Fenugreek Leaves are very powerful in flavor, ranging from bitter to sharp, with a flavor reminiscent of celery, but with a sweeter essence.
Ready to use. Add to taste.
Storage & handling
Store in a dry, cool place.
Fenugreek (Trigonella foenum-graecum) is primarily cultivated in Asia, and used in the cuisines of the Middle East, Southern Asia and Eastern Mediterranean.

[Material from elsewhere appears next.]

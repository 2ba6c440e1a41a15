//! Chatstore - versioned, indexed local storage for a chat client's agents and conversations

pub mod cli;
pub mod config;
pub mod db;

With a flavor and aroma often described as a cross between celery and maple, this unique spice is potent and should be used in small amounts. It is often roasted to reduce its bitter undertones. Both the seeds and the leaves of the plant are used for seasoning, with the leaves having a milder flavor than the seeds. Fenugreek Leaves are an invaluable ingredient in Indian cuisine, where they are known as "methi" and used in many spice blends, as well as in vegetable dishes, breads and pickles. In Iran, the leaves are traditionally used to make a vegetable sauce called ghorme sabzi.
Not just a culinary flavoring element, Fenugreek has found its way into broad medicinal use as well. Fenugreek has been used for centuries, dating back to the Egyptians and Romans who used it for fevers, respiratory and intestinal complaints, as well as wound healing and abscesses. In India, women have long used Fenugreek to stimulate milk production, and the spice is also regarded as a treatment for arthritis.
Fenugreek also appears to have a boosting effect on the male libido, as evidenced in clinical tests.
Fenugreek leaves are savory and herbaceous with a bitter tinge. Fenugreek humbly and quietly flavors many popular Indian dishes like this Bengali-style fish curry. Spices like turmeric and cumin pair well with fenugreek leaves.